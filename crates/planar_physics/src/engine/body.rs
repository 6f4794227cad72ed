// SPDX-License-Identifier: MIT OR Apache-2.0
//! Rigid body state.

use super::shape::ShapeHandle;
use glam::DVec2;
use serde::{Deserialize, Serialize};

/// Handle of a body stored in the engine world
#[derive(Debug, Clone, Copy, PartialEq, Eq, Hash, PartialOrd, Ord)]
pub struct BodyHandle(pub(crate) u64);

impl BodyHandle {
    /// Get the raw handle value
    pub fn value(&self) -> u64 {
        self.0
    }
}

impl std::fmt::Display for BodyHandle {
    fn fmt(&self, f: &mut std::fmt::Formatter<'_>) -> std::fmt::Result {
        write!(f, "body#{}", self.0)
    }
}

/// Body motion class
#[derive(Debug, Clone, Copy, PartialEq, Eq, Hash, Default, Serialize, Deserialize)]
pub enum BodyType {
    /// Immovable, infinite mass
    Static,
    /// Moved by the solver
    #[default]
    Dynamic,
    /// Moved by the scene
    Kinematic,
}

/// Sleep state of a body
#[derive(Debug, Clone, Copy, PartialEq, Eq, Default)]
pub enum SleepState {
    /// Simulated normally
    #[default]
    Awake,
    /// Below the speed limit, counting idle time
    Sleepy,
    /// Frozen until woken
    Sleeping,
}

/// A 2D rigid body
#[derive(Debug, Clone)]
pub struct RigidBody {
    /// Motion class
    pub body_type: BodyType,
    /// Configured mass
    pub mass: f64,
    /// Position of the center of mass
    pub position: DVec2,
    /// Angle in radians
    pub angle: f64,
    /// Linear velocity
    pub velocity: DVec2,
    /// Angular velocity in radians per second
    pub angular_velocity: f64,
    /// Linear damping, fraction of velocity lost per second
    pub damping: f64,
    /// Angular damping, fraction of angular velocity lost per second
    pub angular_damping: f64,
    /// Multiplier on world gravity
    pub gravity_scale: f64,
    /// Lock movement along X
    pub fixed_x: bool,
    /// Lock movement along Y
    pub fixed_y: bool,
    /// Lock rotation
    pub fixed_rotation: bool,
    /// Whether the body may fall asleep
    pub allow_sleep: bool,
    /// Speed below which the body counts as idle
    pub sleep_speed_limit: f64,
    /// Idle seconds before the body falls asleep
    pub sleep_time_limit: f64,
    /// Whether contacts with this body produce a response
    pub collision_response: bool,

    pub(crate) inv_mass: f64,
    pub(crate) inertia: f64,
    pub(crate) inv_inertia: f64,
    pub(crate) force: DVec2,
    pub(crate) torque: f64,
    pub(crate) sleep_state: SleepState,
    pub(crate) idle_time: f64,
    pub(crate) shapes: Vec<ShapeHandle>,
    pub(crate) in_world: bool,
}

impl Default for RigidBody {
    fn default() -> Self {
        Self::new(BodyType::Dynamic, 1.0)
    }
}

impl RigidBody {
    /// Create a body at the origin. Mass properties are derived once shapes are attached.
    pub fn new(body_type: BodyType, mass: f64) -> Self {
        let mut body = Self {
            body_type,
            mass,
            position: DVec2::ZERO,
            angle: 0.0,
            velocity: DVec2::ZERO,
            angular_velocity: 0.0,
            damping: 0.1,
            angular_damping: 0.1,
            gravity_scale: 1.0,
            fixed_x: false,
            fixed_y: false,
            fixed_rotation: false,
            allow_sleep: true,
            sleep_speed_limit: 0.2,
            sleep_time_limit: 1.0,
            collision_response: true,
            inv_mass: 0.0,
            inertia: 0.0,
            inv_inertia: 0.0,
            force: DVec2::ZERO,
            torque: 0.0,
            sleep_state: SleepState::Awake,
            idle_time: 0.0,
            shapes: Vec::new(),
            in_world: false,
        };
        body.inv_mass = if body.is_dynamic() && mass > 0.0 { 1.0 / mass } else { 0.0 };
        body
    }

    /// Check if the solver moves this body
    pub fn is_dynamic(&self) -> bool {
        self.body_type == BodyType::Dynamic
    }

    /// Mass as seen by the solver. Zero for static and kinematic bodies.
    pub fn effective_mass(&self) -> f64 {
        if self.inv_mass > 0.0 {
            1.0 / self.inv_mass
        } else {
            0.0
        }
    }

    /// Inverse mass
    pub fn inv_mass(&self) -> f64 {
        self.inv_mass
    }

    /// Moment of inertia about the center of mass
    pub fn inertia(&self) -> f64 {
        self.inertia
    }

    /// Inverse moment of inertia
    pub fn inv_inertia(&self) -> f64 {
        self.inv_inertia
    }

    /// Shapes attached to this body
    pub fn shapes(&self) -> &[ShapeHandle] {
        &self.shapes
    }

    /// Current sleep state
    pub fn sleep_state(&self) -> SleepState {
        self.sleep_state
    }

    /// Check if the body is sleeping
    pub fn is_sleeping(&self) -> bool {
        self.sleep_state == SleepState::Sleeping
    }

    /// Check if the body currently participates in simulation
    pub fn in_world(&self) -> bool {
        self.in_world
    }

    /// Accumulated force for the current sub-step
    pub fn force(&self) -> DVec2 {
        self.force
    }

    /// Wake the body up
    pub fn wake_up(&mut self) {
        if self.sleep_state != SleepState::Awake {
            tracing::trace!("Waking body");
        }
        self.sleep_state = SleepState::Awake;
        self.idle_time = 0.0;
    }

    /// Put the body to sleep, clearing its motion
    pub fn sleep(&mut self) {
        self.sleep_state = SleepState::Sleeping;
        self.velocity = DVec2::ZERO;
        self.angular_velocity = 0.0;
        self.force = DVec2::ZERO;
        self.torque = 0.0;
    }

    /// Rotate a body-local vector into world orientation
    pub fn vector_to_world(&self, local: DVec2) -> DVec2 {
        DVec2::from_angle(self.angle).rotate(local)
    }

    /// Rotate a world vector into body orientation
    pub fn vector_to_local(&self, world: DVec2) -> DVec2 {
        DVec2::from_angle(-self.angle).rotate(world)
    }

    /// Transform a body-local point into world space
    pub fn point_to_world(&self, local: DVec2) -> DVec2 {
        self.position + self.vector_to_world(local)
    }

    /// Transform a world point into body-local space
    pub fn point_to_local(&self, world: DVec2) -> DVec2 {
        self.vector_to_local(world - self.position)
    }

    /// Velocity of a world point rigidly attached to the body
    pub fn velocity_at_world_point(&self, world: DVec2) -> DVec2 {
        let r = world - self.position;
        self.velocity + self.angular_velocity * r.perp()
    }

    /// Apply a force at the center of mass
    pub fn apply_force(&mut self, force: DVec2) {
        self.force += force;
    }

    /// Apply a torque
    pub fn apply_torque(&mut self, torque: f64) {
        self.torque += torque;
    }

    /// Apply a world-space force at a world-space point
    pub fn apply_force_at(&mut self, force: DVec2, world_point: DVec2) {
        let r = world_point - self.position;
        self.force += force;
        self.torque += r.perp_dot(force);
    }

    /// Apply a body-local force at a body-local point
    pub fn apply_force_local(&mut self, local_force: DVec2, local_point: DVec2) {
        let force = self.vector_to_world(local_force);
        let point = self.point_to_world(local_point);
        self.apply_force_at(force, point);
    }

    /// Clear accumulated forces
    pub fn clear_forces(&mut self) {
        self.force = DVec2::ZERO;
        self.torque = 0.0;
    }

    /// Per-axis inverse mass used by the solver, honoring axis locks and sleep
    pub(crate) fn solver_inv_mass(&self) -> DVec2 {
        if !self.is_dynamic() || self.is_sleeping() {
            return DVec2::ZERO;
        }
        DVec2::new(
            if self.fixed_x { 0.0 } else { self.inv_mass },
            if self.fixed_y { 0.0 } else { self.inv_mass },
        )
    }

    /// Inverse inertia used by the solver
    pub(crate) fn solver_inv_inertia(&self) -> f64 {
        if !self.is_dynamic() || self.is_sleeping() {
            0.0
        } else {
            self.inv_inertia
        }
    }

    /// Apply damping over `dt` seconds
    pub(crate) fn apply_damping(&mut self, dt: f64) {
        self.velocity *= (1.0 - self.damping).powf(dt);
        self.angular_velocity *= (1.0 - self.angular_damping).powf(dt);
    }

    /// Advance the sleep timer. Returns true when the body is ready to sleep.
    pub(crate) fn sleep_tick(&mut self, dt: f64) -> bool {
        if !self.allow_sleep || self.is_sleeping() {
            return false;
        }
        let speed_squared = self.velocity.length_squared() + self.angular_velocity * self.angular_velocity;
        if speed_squared >= self.sleep_speed_limit * self.sleep_speed_limit {
            self.sleep_state = SleepState::Awake;
            self.idle_time = 0.0;
            return false;
        }
        self.sleep_state = SleepState::Sleepy;
        self.idle_time += dt;
        self.idle_time > self.sleep_time_limit
    }
}

#[cfg(test)]
mod tests {
    use super::*;

    fn approx_eq(a: DVec2, b: DVec2) -> bool {
        (a - b).length() < 1e-9
    }

    #[test]
    fn test_static_and_kinematic_have_no_inverse_mass() {
        assert_eq!(RigidBody::new(BodyType::Static, 5.0).inv_mass(), 0.0);
        assert_eq!(RigidBody::new(BodyType::Kinematic, 5.0).inv_mass(), 0.0);
        assert_eq!(RigidBody::new(BodyType::Dynamic, 4.0).inv_mass(), 0.25);
    }

    #[test]
    fn test_point_transforms() {
        let mut body = RigidBody::default();
        body.position = DVec2::new(1.0, 2.0);
        body.angle = std::f64::consts::FRAC_PI_2;

        let world = body.point_to_world(DVec2::new(1.0, 0.0));
        assert!(approx_eq(world, DVec2::new(1.0, 3.0)));
        assert!(approx_eq(body.point_to_local(world), DVec2::new(1.0, 0.0)));
    }

    #[test]
    fn test_velocity_at_point_includes_rotation() {
        let mut body = RigidBody::default();
        body.angular_velocity = 2.0;
        let v = body.velocity_at_world_point(DVec2::new(1.0, 0.0));
        assert!(approx_eq(v, DVec2::new(0.0, 2.0)));
    }

    #[test]
    fn test_off_center_force_produces_torque() {
        let mut body = RigidBody::default();
        body.apply_force_at(DVec2::new(0.0, 1.0), DVec2::new(2.0, 0.0));
        assert_eq!(body.force(), DVec2::new(0.0, 1.0));
        assert!((body.torque - 2.0).abs() < 1e-12);
    }

    #[test]
    fn test_sleep_tick_requires_idle_time() {
        let mut body = RigidBody::default();
        body.sleep_time_limit = 0.5;
        assert!(!body.sleep_tick(0.3));
        assert_eq!(body.sleep_state(), SleepState::Sleepy);
        assert!(body.sleep_tick(0.3));

        body.velocity = DVec2::new(1.0, 0.0);
        assert!(!body.sleep_tick(0.3));
        assert_eq!(body.sleep_state(), SleepState::Awake);
    }
}
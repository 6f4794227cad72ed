// SPDX-License-Identifier: MIT OR Apache-2.0
//! 2D rigid-body physics bound to the `planar` scene graph.
//!
//! Scene entities carry 3D transforms; the simulation runs in one of the
//! XY, XZ or YZ planes. This crate provides:
//! - Projection between scene transforms and the simulation plane
//! - A fixed-step world with a bounded catch-up budget
//! - Body, shape, joint, spring and vehicle bindings per entity
//! - Lazy resolution of two-body constraints whose bodies appear in any order
//!
//! ## Architecture
//!
//! [`PhysicsSystem`] owns the [`WorldController`], which in turn owns the
//! engine [`World`](engine::World). Bindings hold engine handles only. Every
//! frame, [`PhysicsSystem::update`] applies vehicle controls, pushes
//! kinematic entity transforms into the world, steps it and pulls dynamic
//! body poses back onto the scene.
//!
//! Contacts are not generated. Shapes contribute mass properties, bounding
//! boxes and collision filters.

pub mod axis;
pub mod binding;
pub mod debug;
pub mod engine;
pub mod error;
pub mod registry;
pub mod scene;
pub mod settings;
pub mod system;
pub mod world;

pub use axis::{AxisPlane, PlanarPose};
pub use binding::{
    AnchorSpace, BodyAttr, BodyConfig, ChassisSource, JointAttr, JointConfig, JointId, JointKindConfig, ShapeAttr,
    ShapeConfig, SpringAttr, SpringConfig, SpringId, SpringKindConfig, VehicleAttr, VehicleConfig, VehicleControls,
    VehicleId,
};
pub use debug::DebugLine;
pub use engine::{BodyHandle, BodyType, Geometry, ShapeKind, SleepMode};
pub use error::{PhysicsError, Result};
pub use registry::Endpoint;
pub use scene::SceneGraph;
pub use settings::WorldSettings;
pub use system::PhysicsSystem;
pub use world::{StepReport, WorldController, FIXED_TIME_STEP};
□ □ □ □ □
▶ Work to complete
For this listing, copy out every line that includes the word "impl".

▶ Task output
impl BodyHandle {
impl std::fmt::Display for BodyHandle {
impl Default for RigidBody {
impl RigidBody {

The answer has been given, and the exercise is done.